Judge James R. Miller ruled on Sept. 25 that the legislature's decision to change the state employees' pension program earlier this year by putting a cap on cost-of-living increases, reducing benefits, and increasing employee payments was "a reasonable response to an important public concern ... and justified by a rational legislative purpose."
The suit was filed by the msta in April in response to a bill passed by the legislature that same month. In the suit, the msta argued that because in 1979 the legislature created a contract between the state and its employees regarding retirement benefits, state officials had no right to "impair the contract in a substantial way."
Until Dec. 31, 1979, all Maryland teachers and state employees were required to become members of either the Teachers' Retirement System or the Employees' Retirement System and to contribute 5 percent of their salaries toward their pensions. Under those plans, teachers and other employees received defined retirement benefits and unlimited cost-of-living pension increases.
In 1979, the legislature passed bills that established a two-tiered pension system. Under the terms of the bill, an employee could remain in the original pension system, with unlimited cost-of-living adjustments and 5-percent contributions, or elect to transfer into a newly created pension plan--the Employees' Pension System or the Teachers' Pension System. Any employee hired after Dec. 31, 1979, could join only the new pension system.
Under the new program, cost-of-living adjustments were capped at 3 percent but employees were not required to contribute to the plan. At that time, the legislature also agreed that those employees who elected to stay in the original retirement system could remain without any change in benefits.
However, in its 1984 session the legislature passed the "Pension Reform Law," which amended the 1979 law. The 1984 law offered four retirement options instead of the previous two. One of those options allowed the employees to remain in the original retirement plan with an unlimited cost-of-living adjustment but required them to contribute 7 percent rather than 5 percent to the pension program.
The other three options included: the transfer of all service credits from the former retirement system to the pension system, combined with a return to employees of part of their contribution to the former system; a combination of the two programs, in which the employee would keep credits accumulated before July 1, 1984, in the old system, with unlimited cost-of-living adjustments, while benefits accrued under the pension system after July 1, 1984, would be subject to a 3-percent cost-of-living cap with no further employee contributions; and a 5 percent/5 percent option, in which an employee could remain in the retirement system, but cost-of-living adjustments and employee contributions would be limited to 5 percent.
"Each one of the new options offered by the legislature in 1984 changed the benefits, either by changing the contribution rate or the amount an employee could receive upon retiring," said Janice Piccinini, president of the msta
But the court ruled that the6changes did not constitute a breach of contract, on the grounds that one legislature "cannot bind subsequent legislatures for work and services to be performed by state employees and teachers in the future." It also found that the contract rights of the state employees and teachers were not substantially impaired by the changes in the retirement systems.

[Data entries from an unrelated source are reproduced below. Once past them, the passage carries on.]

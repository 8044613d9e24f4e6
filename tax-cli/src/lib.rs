pub mod app;
pub mod logging;
pub mod prompt;
pub mod report;
pub mod utils;

pub use app::{RunOptions, run};
pub use prompt::{PromptError, Prompter};
pub use report::TaxReport;
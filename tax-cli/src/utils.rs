use rust_decimal::Decimal;
use tax_core::FilingStatus;
use tax_core::calculations::common::round_half_up;
use thiserror::Error;

/// Reasons a line typed at a prompt is rejected.
#[derive(Debug, Error, PartialEq, Eq)]
pub enum InputError {
    #[error("choice {0} is not between 1 and 4")]
    InvalidChoice(i64),

    #[error("'{0}' is not a valid number")]
    InvalidNumericInput(String),

    #[error("income cannot be negative ({0})")]
    NegativeIncome(Decimal),

    #[error("income {0} is too large to compute tax on")]
    IncomeTooLarge(Decimal),
}

/// Normalizes input for decimal parsing: trims whitespace, a leading dollar
/// sign, and commas (thousands separator).
fn normalize_decimal_input(s: &str) -> String {
    let trimmed = s.trim();
    trimmed
        .strip_prefix('$')
        .unwrap_or(trimmed)
        .trim_start()
        .replace(',', "")
}

/// Parses a string into a [`Decimal`].
///
/// Handles comma as thousands separator (e.g. `"1,234.56"`) and scientific
/// notation (e.g. `"5e4"`). Empty input is rejected.
pub fn parse_decimal(s: &str) -> Result<Decimal, InputError> {
    let normalized = normalize_decimal_input(s);
    normalized
        .parse::<Decimal>()
        .or_else(|_| Decimal::from_scientific(&normalized))
        .map_err(|e| {
            tracing::debug!(input = %s.trim(), "invalid decimal: {}", e);
            InputError::InvalidNumericInput(s.trim().to_string())
        })
}

/// Parses a taxable income, rejecting negative amounts and amounts whose tax
/// at a 100% rate would not fit in a [`Decimal`].
pub fn parse_income(s: &str) -> Result<Decimal, InputError> {
    let income = parse_decimal(s)?;
    if income < Decimal::ZERO {
        return Err(InputError::NegativeIncome(income));
    }
    if income.checked_mul(Decimal::ONE_HUNDRED).is_none() {
        return Err(InputError::IncomeTooLarge(income));
    }
    Ok(income)
}

/// Parses a filing status menu number (1-4).
pub fn parse_choice(s: &str) -> Result<FilingStatus, InputError> {
    let trimmed = s.trim();
    let choice: i64 = trimmed
        .parse()
        .map_err(|_| InputError::InvalidNumericInput(trimmed.to_string()))?;

    u8::try_from(choice)
        .ok()
        .and_then(FilingStatus::from_choice)
        .ok_or(InputError::InvalidChoice(choice))
}

/// Formats an amount with thousands separators and exactly two decimals,
/// rounding half-up: `1234567.891` becomes `"1,234,567.89"`.
pub fn format_currency(value: Decimal) -> String {
    let rounded = round_half_up(value);
    let text = format!("{:.2}", rounded.abs());
    let (whole, cents) = text.split_once('.').unwrap_or((text.as_str(), "00"));

    let mut grouped = String::with_capacity(whole.len() + whole.len() / 3);
    for (i, digit) in whole.chars().enumerate() {
        if i > 0 && (whole.len() - i) % 3 == 0 {
            grouped.push(',');
        }
        grouped.push(digit);
    }

    let sign = if rounded < Decimal::ZERO { "-" } else { "" };
    format!("{sign}{grouped}.{cents}")
}

/// Formats a percentage rate without trailing zeros: `17.375` becomes `"17.38%"`.
pub fn format_rate(rate: Decimal) -> String {
    format!("{}%", round_half_up(rate).normalize())
}
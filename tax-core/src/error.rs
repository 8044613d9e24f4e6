use rust_decimal::Decimal;
use thiserror::Error;

/// Errors surfaced by the tax core.
#[derive(Debug, Error, PartialEq, Eq)]
pub enum TaxError {
    /// A filing status tag outside the fixed set reached a lookup.
    #[error("unknown filing status '{0}'")]
    InvalidStatus(String),

    /// Income below zero was passed to a guarded calculation.
    #[error("taxable income cannot be negative: {0}")]
    NegativeIncome(Decimal),

    /// The tax on this income does not fit in a `Decimal`.
    #[error("tax on income {0} is outside the representable range")]
    AmountOutOfRange(Decimal),
}
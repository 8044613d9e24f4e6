mod filing_status;
mod tax_bracket;

pub use filing_status::FilingStatus;
pub use tax_bracket::{BracketSegment, BracketTable, BracketTableError};
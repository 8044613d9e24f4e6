//! Tax calculation over the bracket schedules.

pub mod common;
pub mod progressive;

pub use progressive::{
    BracketSlice, TaxBreakdown, compute_breakdown, compute_tax, try_compute_tax,
};
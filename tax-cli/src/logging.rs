use std::fmt;
use std::io::{self, IsTerminal};

use anyhow::Result;
use chrono::Local;
use tracing::{Event, Level, Subscriber};
use tracing_subscriber::{
    EnvFilter,
    fmt::{
        FmtContext,
        format::{FormatEvent, FormatFields, Writer},
    },
    layer::SubscriberExt,
    registry::LookupSpan,
    util::SubscriberInitExt,
};

/// Filter used when neither `--log-level` nor `RUST_LOG` is set. Kept at
/// `warn` so interactive sessions show only prompts and the report.
const DEFAULT_FILTER: &str = "warn";

const RESET: &str = "\x1b[0m";
const DIM: &str = "\x1b[2m";
const CYAN: &str = "\x1b[36m";

fn level_style(level: &Level) -> &'static str {
    match *level {
        Level::ERROR => "\x1b[1;31m",
        Level::WARN => "\x1b[1;33m",
        Level::INFO => "\x1b[1;32m",
        Level::DEBUG => "\x1b[1;34m",
        Level::TRACE => "\x1b[1;35m",
    }
}

/// Writes `args` wrapped in `style` when the writer accepts escape codes.
fn styled(
    writer: &mut Writer<'_>,
    style: &str,
    args: fmt::Arguments<'_>,
) -> fmt::Result {
    if writer.has_ansi_escapes() {
        write!(writer, "{style}{args}{RESET}")
    } else {
        writer.write_fmt(args)
    }
}

/// Event format: local timestamp, level, `file:line`, then fields.
struct LocalFmt;

impl<S, N> FormatEvent<S, N> for LocalFmt
where
    S: Subscriber + for<'a> LookupSpan<'a>,
    N: for<'a> FormatFields<'a> + 'static,
{
    fn format_event(
        &self,
        ctx: &FmtContext<'_, S, N>,
        mut writer: Writer<'_>,
        event: &Event<'_>,
    ) -> fmt::Result {
        let meta = event.metadata();

        let now = Local::now().format("%Y-%m-%dT%H:%M:%S%.3f%:z");
        styled(&mut writer, DIM, format_args!("{now}"))?;
        writer.write_char(' ')?;
        styled(&mut writer, level_style(meta.level()), format_args!("{:>5}", meta.level()))?;
        writer.write_char(' ')?;

        // `tax-cli/src/app.rs` is shown as `app.rs`.
        let file = meta
            .file()
            .map(|f| f.rsplit_once("src/").map_or(f, |(_, rest)| rest));
        if let (Some(file), Some(line)) = (file, meta.line()) {
            styled(&mut writer, CYAN, format_args!("{file}:{line}"))?;
            writer.write_char(' ')?;
        }

        ctx.field_format().format_fields(writer.by_ref(), event)?;
        writeln!(writer)
    }
}

fn make_filter(directive: Option<&str>) -> Result<EnvFilter> {
    match directive {
        Some(directive) => EnvFilter::try_new(directive)
            .map_err(|e| anyhow::anyhow!("invalid log level '{directive}': {e}")),
        None => Ok(EnvFilter::try_from_default_env()
            .unwrap_or_else(|_| EnvFilter::new(DEFAULT_FILTER))),
    }
}

/// Initializes logging. Call once at startup.
///
/// - Output goes to stderr, colored when attached to a terminal, so it never
///   interleaves with the report on stdout.
/// - Level: `directive` when given (a bare level such as `debug` or any
///   `EnvFilter` directive), otherwise `RUST_LOG`, otherwise `warn`.
pub fn init_logging(directive: Option<&str>) -> Result<()> {
    let filter = make_filter(directive)?;

    let stderr_layer = tracing_subscriber::fmt::layer()
        .event_format(LocalFmt)
        .with_ansi(io::stderr().is_terminal())
        .with_writer(io::stderr);

    tracing_subscriber::registry()
        .with(filter)
        .with(stderr_layer)
        .try_init()
        .map_err(|e| anyhow::anyhow!("logging already initialized: {e}"))
}

#[cfg(test)]
mod tests {
    use std::io::Write;
    use std::sync::{Arc, Mutex, MutexGuard};

    use tracing_subscriber::fmt::MakeWriter;

    use super::*;

    /// Collects formatted log lines in memory.
    #[derive(Clone, Default)]
    struct Capture(Arc<Mutex<Vec<u8>>>);

    struct CaptureWriter<'a>(MutexGuard<'a, Vec<u8>>);

    impl Write for CaptureWriter<'_> {
        fn write(
            &mut self,
            buf: &[u8],
        ) -> io::Result<usize> {
            self.0.write(buf)
        }
        fn flush(&mut self) -> io::Result<()> {
            Ok(())
        }
    }

    impl<'a> MakeWriter<'a> for Capture {
        type Writer = CaptureWriter<'a>;

        fn make_writer(&'a self) -> Self::Writer {
            CaptureWriter(self.0.lock().unwrap())
        }
    }

    impl Capture {
        fn contents(&self) -> String {
            String::from_utf8(self.0.lock().unwrap().clone()).unwrap()
        }
    }

    fn capture_subscriber(
        capture: Capture,
        ansi: bool,
    ) -> impl Subscriber + Send + Sync {
        let layer = tracing_subscriber::fmt::layer()
            .event_format(LocalFmt)
            .with_ansi(ansi)
            .with_writer(capture);
        tracing_subscriber::registry().with(layer)
    }

    #[test]
    fn local_fmt_writes_level_location_and_fields() {
        let capture = Capture::default();
        let subscriber = capture_subscriber(capture.clone(), false);

        tracing::subscriber::with_default(subscriber, || {
            tracing::info!(status = "MFJ", "calculated tax");
        });

        let line = capture.contents();
        assert!(line.contains(" INFO "), "missing level in {line:?}");
        assert!(line.contains("logging.rs:"), "missing location in {line:?}");
        assert!(line.contains("calculated tax"), "missing message in {line:?}");
        assert!(line.contains("status=\"MFJ\""), "missing field in {line:?}");
        assert!(!line.contains('\x1b'), "unexpected escape codes in {line:?}");
        assert!(line.ends_with('\n'));
    }

    #[test]
    fn local_fmt_colors_level_when_ansi_is_enabled() {
        let capture = Capture::default();
        let subscriber = capture_subscriber(capture.clone(), true);

        tracing::subscriber::with_default(subscriber, || {
            tracing::warn!("income looks unusual");
        });

        let line = capture.contents();
        assert!(line.contains("\x1b[1;33m WARN\x1b[0m"), "missing colored level in {line:?}");
        assert!(line.contains("income looks unusual"));
    }

    #[test]
    fn make_filter_rejects_malformed_directive() {
        assert!(make_filter(Some("tax_cli=notalevel")).is_err());
    }

    #[test]
    fn make_filter_accepts_bare_level() {
        assert!(make_filter(Some("debug")).is_ok());
    }
}
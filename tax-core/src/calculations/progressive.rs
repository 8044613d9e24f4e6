//! Progressive bracket tax.
//!
//! Each segment of a [`BracketTable`] taxes only the slice of income that
//! falls inside it:
//!
//! ```text
//! tax = Σ max(0, min(income, upper_bound) - lower_bound) × rate / 100
//! ```
//!
//! The top segment has no upper bound, so everything above the last boundary
//! is taxed at the top rate. A boundary amount is taxed entirely at the lower
//! segment's rate, and the total is continuous and non-decreasing in income.
//!
//! # Example
//!
//! ```
//! use rust_decimal_macros::dec;
//! use tax_core::schedules::lookup;
//! use tax_core::{FilingStatus, compute_tax};
//!
//! let table = lookup(FilingStatus::Single);
//!
//! // 835.00 at 10% + 3,840.00 at 15% + 4,012.50 at 25%
//! assert_eq!(compute_tax(dec!(50000), table), dec!(8687.50));
//! assert_eq!(compute_tax(dec!(8351), table), dec!(835.15));
//! ```

use rust_decimal::Decimal;
use serde::Serialize;
use tracing::trace;

use crate::TaxError;
use crate::calculations::common::percentage_of;
use crate::models::{BracketSegment, BracketTable, FilingStatus};

/// Computes the exact tax owed on `income` under `table`.
///
/// Segments whose lower bound is at or above `income` contribute nothing, so
/// the walk stops at the first of them. Negative income yields zero; use
/// [`try_compute_tax`] to reject it instead.
///
/// # Panics
///
/// Panics when the tax overflows `Decimal`, which needs an income near
/// `Decimal::MAX / 100`. [`try_compute_tax`] reports that case as an error.
pub fn compute_tax(
    income: Decimal,
    table: &BracketTable,
) -> Decimal {
    table
        .segments()
        .iter()
        .take_while(|segment| income > segment.lower_bound)
        .map(|segment| segment.tax_on(income))
        .sum()
}

/// Like [`compute_tax`], but rejects negative income and never panics.
///
/// # Errors
///
/// Returns [`TaxError::NegativeIncome`] when `income` is below zero and
/// [`TaxError::AmountOutOfRange`] when the tax does not fit in a `Decimal`.
pub fn try_compute_tax(
    income: Decimal,
    table: &BracketTable,
) -> Result<Decimal, TaxError> {
    if income < Decimal::ZERO {
        return Err(TaxError::NegativeIncome(income));
    }
    table
        .segments()
        .iter()
        .take_while(|segment| income > segment.lower_bound)
        .try_fold(Decimal::ZERO, |total, segment| {
            segment
                .checked_tax_on(income)
                .and_then(|tax| total.checked_add(tax))
        })
        .ok_or(TaxError::AmountOutOfRange(income))
}

/// The part of an income taxed by a single segment.
#[derive(Debug, Clone, PartialEq, Eq, Serialize)]
pub struct BracketSlice {
    pub rate: Decimal,
    pub lower_bound: Decimal,
    pub upper_bound: Option<Decimal>,

    /// Income inside this segment.
    pub taxed_amount: Decimal,

    /// `taxed_amount` at `rate`.
    pub tax: Decimal,
}

/// Per-segment view of a progressive tax calculation.
#[derive(Debug, Clone, PartialEq, Eq, Serialize)]
pub struct TaxBreakdown {
    pub filing_status: FilingStatus,
    pub income: Decimal,

    /// Only segments that tax a non-zero amount, lowest first.
    pub slices: Vec<BracketSlice>,

    /// Equal to [`compute_tax`] for the same inputs.
    pub total_tax: Decimal,

    /// Rate applied to the top slice of income.
    pub marginal_rate: Decimal,

    /// `total_tax` as a percentage of `income`; zero for zero income.
    pub effective_rate: Decimal,
}

/// Computes tax along with the slice each segment contributed.
///
/// # Errors
///
/// Fails the same way as [`try_compute_tax`].
pub fn compute_breakdown(
    income: Decimal,
    table: &BracketTable,
) -> Result<TaxBreakdown, TaxError> {
    let total_tax = try_compute_tax(income, table)?;

    let slices: Vec<BracketSlice> = table
        .segments()
        .iter()
        .take_while(|segment| income > segment.lower_bound)
        .map(|segment| slice_of(segment, income))
        .collect();

    let marginal_rate = table
        .marginal_segment(income)
        .map_or(Decimal::ZERO, |segment| segment.rate);

    trace!(
        status = table.filing_status().as_str(),
        %income,
        %total_tax,
        slices = slices.len(),
        "computed bracket breakdown"
    );

    Ok(TaxBreakdown {
        filing_status: table.filing_status(),
        income,
        slices,
        total_tax,
        marginal_rate,
        effective_rate: percentage_of(total_tax, income),
    })
}

fn slice_of(
    segment: &BracketSegment,
    income: Decimal,
) -> BracketSlice {
    BracketSlice {
        rate: segment.rate,
        lower_bound: segment.lower_bound,
        upper_bound: segment.upper_bound,
        taxed_amount: segment.taxable_portion(income),
        tax: segment.tax_on(income),
    }
}
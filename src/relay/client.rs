//! Connection manager for the KC868 relay controller.
//!
//! Owns the TCP connection and everything that runs on it: the frame reader,
//! the keep-alive and rescan timers, the relay read-out that follows a scan
//! reply, and command intake from the router. A supervisor loop re-establishes
//! the connection with exponential backoff when it drops.

use super::codec::{self, Command, Frame, FrameError, Report};
use super::reconnect::Backoff;
use crate::config::DeviceConfig;
use crate::error::{BridgeError, Result};
use crate::event::Event;
use crate::router::SwitchSink;
use async_trait::async_trait;
use log::{debug, error, info, warn};
use parking_lot::RwLock;
use std::io;
use std::sync::Arc;
use std::sync::atomic::{AtomicU32, Ordering};
use std::time::Duration;
use tokio::io::{AsyncBufReadExt, AsyncRead, AsyncWrite, AsyncWriteExt, BufReader};
use tokio::net::TcpStream;
use tokio::sync::{Mutex as AsyncMutex, mpsc};
use tokio::time::{Instant, interval_at};
use tokio_util::sync::CancellationToken;

pub const KEEP_ALIVE_INTERVAL: Duration = Duration::from_secs(60);
pub const RESCAN_INTERVAL: Duration = Duration::from_secs(10 * 60);
/// Wait between `RELAY-TEST-NOW` and `RELAY-SCAN_DEVICE-NOW`.
pub const SCAN_SETTLE_TIME: Duration = Duration::from_secs(3);
/// The controller drops commands that arrive closer together than this.
pub const READ_SPACING: Duration = Duration::from_millis(500);
/// Commands carry no terminator; the controller splits them on idle time.
pub const COMMAND_GAP: Duration = READ_SPACING;
/// A write that cannot complete within this ends the session.
pub const WRITE_TIMEOUT: Duration = Duration::from_secs(10);

const CONNECT_TIMEOUT: Duration = Duration::from_secs(10);

/// Connection state of the device session.
#[derive(Debug, Clone, Copy, PartialEq, Eq)]
pub enum SessionState {
    Disconnected,
    Connecting,
    Connected,
}

/// Write half of the device connection.
pub type DeviceWriter = Box<dyn AsyncWrite + Send + Unpin>;

/// Write side of one session.
struct DeviceLink {
    writer: DeviceWriter,
    session: CancellationToken,
    last_sent: Option<Instant>,
}

impl DeviceLink {
    /// Write one command, at least [`COMMAND_GAP`] after the previous one.
    async fn write(&mut self, bytes: &[u8]) -> io::Result<()> {
        if let Some(last) = self.last_sent {
            tokio::time::sleep_until(last + COMMAND_GAP).await;
        }

        let writer = &mut self.writer;
        tokio::time::timeout(WRITE_TIMEOUT, async {
            writer.write_all(bytes).await?;
            writer.flush().await
        })
        .await
        .map_err(|_| io::Error::new(io::ErrorKind::TimedOut, "write timed out"))??;

        self.last_sent = Some(Instant::now());
        Ok(())
    }
}

pub struct RelayClient {
    config: DeviceConfig,
    events: mpsc::Sender<Event>,
    backoff: Backoff,
    state: RwLock<SessionState>,
    /// Discovered from the last SCAN_DEVICE reply, 0 until then.
    relay_count: AtomicU32,
    /// Present while a session is attached; every outbound command goes through it.
    link: AsyncMutex<Option<DeviceLink>>,
    /// Held for the duration of a relay read-out.
    readout: AsyncMutex<()>,
}

impl RelayClient {
    pub fn new(config: DeviceConfig, events: mpsc::Sender<Event>) -> Self {
        Self {
            config,
            events,
            backoff: Backoff::default(),
            state: RwLock::new(SessionState::Disconnected),
            relay_count: AtomicU32::new(0),
            link: AsyncMutex::new(None),
            readout: AsyncMutex::new(()),
        }
    }

    pub fn with_backoff(mut self, backoff: Backoff) -> Self {
        self.backoff = backoff;
        self
    }

    pub fn state(&self) -> SessionState {
        *self.state.read()
    }

    pub fn relay_count(&self) -> u32 {
        self.relay_count.load(Ordering::SeqCst)
    }

    fn set_state(&self, state: SessionState) {
        *self.state.write() = state;
    }

    /// Keep a connection to the controller until `cancel` fires.
    ///
    /// Each established connection runs a full session (see [`Self::run_session`]);
    /// failed or dropped connections are retried after a backoff delay.
    pub async fn run(self: Arc<Self>, cancel: CancellationToken) {
        let mut attempt: u32 = 0;

        while !cancel.is_cancelled() {
            self.set_state(SessionState::Connecting);
            info!(
                "[KC868] Connecting to {} at {}:{}",
                self.config.name, self.config.host, self.config.port
            );

            let connected = tokio::select! {
                _ = cancel.cancelled() => break,
                result = self.connect() => result,
            };

            match connected {
                Ok(stream) => {
                    info!(
                        "[KC868] Connected to {} host {} port {}",
                        self.config.name, self.config.host, self.config.port
                    );
                    attempt = 0;
                    self.run_session(stream, &cancel).await;
                    if cancel.is_cancelled() {
                        break;
                    }
                    warn!("[KC868] Lost connection to {}", self.config.name);
                }
                Err(e) => {
                    error!(
                        "[KC868] Cannot connect to {}:{} --> {}",
                        self.config.host, self.config.port, e
                    );
                }
            }

            self.set_state(SessionState::Disconnected);
            let delay = self.backoff.delay(attempt);
            attempt = attempt.saturating_add(1);
            info!(
                "[KC868] Reconnecting to {} in {:.1}s",
                self.config.name,
                delay.as_secs_f64()
            );
            if !pause(delay, &cancel).await {
                break;
            }
        }

        self.set_state(SessionState::Disconnected);
        info!("[KC868] Connection manager for {} stopped", self.config.name);
    }

    async fn connect(&self) -> Result<TcpStream> {
        let addr = (self.config.host.as_str(), self.config.port);
        let stream = tokio::time::timeout(CONNECT_TIMEOUT, TcpStream::connect(addr))
            .await
            .map_err(|_| io::Error::new(io::ErrorKind::TimedOut, "connection attempt timed out"))??;
        stream.set_nodelay(true)?;
        Ok(stream)
    }

    /// Drive one connected session until the stream closes, a write fails or
    /// `cancel` fires.
    ///
    /// Starts the keep-alive and rescan loops, runs the initial
    /// test/settle/scan discovery and reads frames until end-of-stream.
    pub async fn run_session<S>(self: &Arc<Self>, stream: S, cancel: &CancellationToken)
    where
        S: AsyncRead + AsyncWrite + Send + 'static,
    {
        let (read_half, write_half) = tokio::io::split(stream);
        let session = cancel.child_token();
        self.attach(Box::new(write_half), session.clone()).await;

        let keep_alive = tokio::spawn(self.clone().keep_alive_loop(session.clone()));
        let rescan = tokio::spawn(self.clone().rescan_loop(session.clone()));

        let reading = async {
            self.read_loop(read_half, &session).await;
            session.cancel();
        };
        tokio::join!(reading, self.discover(&session));

        let _ = tokio::join!(keep_alive, rescan);
        self.detach().await;
    }

    pub(crate) async fn attach(&self, writer: DeviceWriter, session: CancellationToken) {
        *self.link.lock().await = Some(DeviceLink {
            writer,
            session,
            last_sent: None,
        });
        self.set_state(SessionState::Connected);
    }

    async fn detach(&self) {
        if let Some(link) = self.link.lock().await.take() {
            link.session.cancel();
        }
        self.set_state(SessionState::Disconnected);
    }

    async fn read_loop<R>(self: &Arc<Self>, reader: R, session: &CancellationToken)
    where
        R: AsyncRead + Unpin,
    {
        let mut reader = BufReader::new(reader);
        let mut frame = Vec::with_capacity(64);

        loop {
            frame.clear();
            let read = tokio::select! {
                _ = session.cancelled() => break,
                read = reader.read_until(codec::FRAME_TERMINATOR, &mut frame) => read,
            };

            match read {
                Ok(0) => {
                    warn!("[KC868] {} closed the connection", self.config.name);
                    break;
                }
                Ok(_) => self.handle_frame(&frame, session).await,
                Err(e) => {
                    error!("[KC868] Read from {} failed --> {}", self.config.name, e);
                    break;
                }
            }
        }
    }

    async fn handle_frame(self: &Arc<Self>, raw: &[u8], session: &CancellationToken) {
        debug!(
            "[KC868] Response from {} -> {}",
            self.config.name,
            String::from_utf8_lossy(raw).trim_end_matches('\0')
        );

        match codec::decode(raw) {
            Ok(Frame {
                origin,
                report: Report::Scan { relay_count },
            }) => {
                info!(
                    "[KC868] {} reports {} relays ({:?} frame)",
                    self.config.name, relay_count, origin
                );
                self.relay_count.store(relay_count, Ordering::SeqCst);
                tokio::spawn(self.clone().read_relays(relay_count, session.clone()));
            }
            Ok(Frame {
                report: Report::State { switch_id, on },
                ..
            }) => {
                if self.events.send(Event::device(switch_id, on)).await.is_err() {
                    error!("[KC868] Event channel closed, dropping relay state");
                }
            }
            Err(FrameError::Empty) => debug!("[KC868] Ignoring empty frame"),
            Err(e) => warn!(
                "[KC868] Wrong response format from {} -> {}",
                self.config.name, e
            ),
        }
    }

    /// Request the state of relays `1..=count`, one every [`READ_SPACING`].
    async fn read_relays(self: Arc<Self>, count: u32, session: CancellationToken) {
        let _readout = tokio::select! {
            _ = session.cancelled() => return,
            guard = self.readout.lock() => guard,
        };

        for relay in 1..=count {
            if let Err(e) = self.send(&Command::Read { relay }).await {
                warn!("[KC868] Relay read-out aborted at relay {}: {}", relay, e);
                return;
            }
            if !pause(READ_SPACING, &session).await {
                return;
            }
        }
        debug!("[KC868] Requested state of {} relays", count);
    }

    /// Wake the controller, let it settle, then ask for its relay count.
    async fn discover(&self, session: &CancellationToken) {
        if let Err(e) = self.send(&Command::Test).await {
            warn!("[KC868] Device scan not started: {}", e);
            return;
        }
        if !pause(SCAN_SETTLE_TIME, session).await {
            return;
        }
        if let Err(e) = self.send(&Command::ScanDevice).await {
            warn!("[KC868] Device scan request failed: {}", e);
        }
    }

    async fn keep_alive_loop(self: Arc<Self>, session: CancellationToken) {
        let mut ticker = interval_at(Instant::now() + KEEP_ALIVE_INTERVAL, KEEP_ALIVE_INTERVAL);
        loop {
            tokio::select! {
                _ = session.cancelled() => break,
                _ = ticker.tick() => {}
            }
            if let Err(e) = self.send(&Command::Ping).await {
                warn!("[KC868] Keep-alive to {} failed: {}", self.config.name, e);
            }
        }
    }

    async fn rescan_loop(self: Arc<Self>, session: CancellationToken) {
        let mut ticker = interval_at(Instant::now() + RESCAN_INTERVAL, RESCAN_INTERVAL);
        loop {
            tokio::select! {
                _ = session.cancelled() => break,
                _ = ticker.tick() => {}
            }
            self.discover(&session).await;
        }
    }

    /// Switch one relay. Commands are never queued: without a connection
    /// this fails with [`BridgeError::DeviceNotConnected`].
    pub async fn change(&self, switch_id: &str, on: bool) -> Result<()> {
        info!(
            "[KC868] Change {} relay {} state to {}",
            self.config.name, switch_id, on
        );
        self.send(&Command::set(switch_id, on)).await
    }

    async fn send(&self, command: &Command) -> Result<()> {
        debug!("[KC868] Send command to {} -> {}", self.config.name, command);

        let mut guard = self.link.lock().await;
        let Some(link) = guard.as_mut() else {
            return Err(BridgeError::DeviceNotConnected);
        };

        let session = link.session.clone();
        let bytes = command.encode();
        let written = tokio::select! {
            _ = session.cancelled() => return Err(BridgeError::DeviceNotConnected),
            written = link.write(&bytes) => written,
        };

        if let Err(e) = written {
            error!("[KC868] Write to {} failed --> {}", self.config.name, e);
            *guard = None;
            session.cancel();
            self.set_state(SessionState::Disconnected);
            return Err(e.into());
        }
        Ok(())
    }
}

#[async_trait]
impl SwitchSink for RelayClient {
    async fn apply(&self, switch_id: &str, on: bool) {
        if let Err(e) = self.change(switch_id, on).await {
            warn!("[KC868] Dropping command for relay {}: {}", switch_id, e);
        }
    }
}

/// Sleep for `duration`; false if `cancel` fired first.
async fn pause(duration: Duration, cancel: &CancellationToken) -> bool {
    tokio::select! {
        _ = cancel.cancelled() => false,
        _ = tokio::time::sleep(duration) => true,
    }
}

The court further noted that the legislature acted correctly when it revised the retirement systems, because "[the 1984 act] clearly enhances the state's ability to plan fiscal strategies more accurately by placing some cap on pension costs."
Ms. Piccinini said the msta filed a motion on Sept. 28 asking the judge to reconsider his decision, claiming there was an error in the analysis used to determine the financial impact the new pension systems would have on employees. She said that if the judge denies the motion to reconsider, the association will appeal the ruling.
"This [ruling] will have an impact around the country, because every state is going through a budget crunch, and, as usual, all turn to public employees," Ms. Piccinini said. "Retirement systems seem to be the way state governments now get their money,"she added.
Susan Gauvey, assistant state attorney general, said it is estimated that the change in retirement benefits could save the state $50 million in the first year; any money saved will go back into the pension system, she added.
She also said each employee affected by the suit will have six months after the judge issues his decision on the motion to reconsider the case to determine which plan to participate in. The choice, however, will be retroactive to last July, when the bill went into effect, Ms. Gauvey said.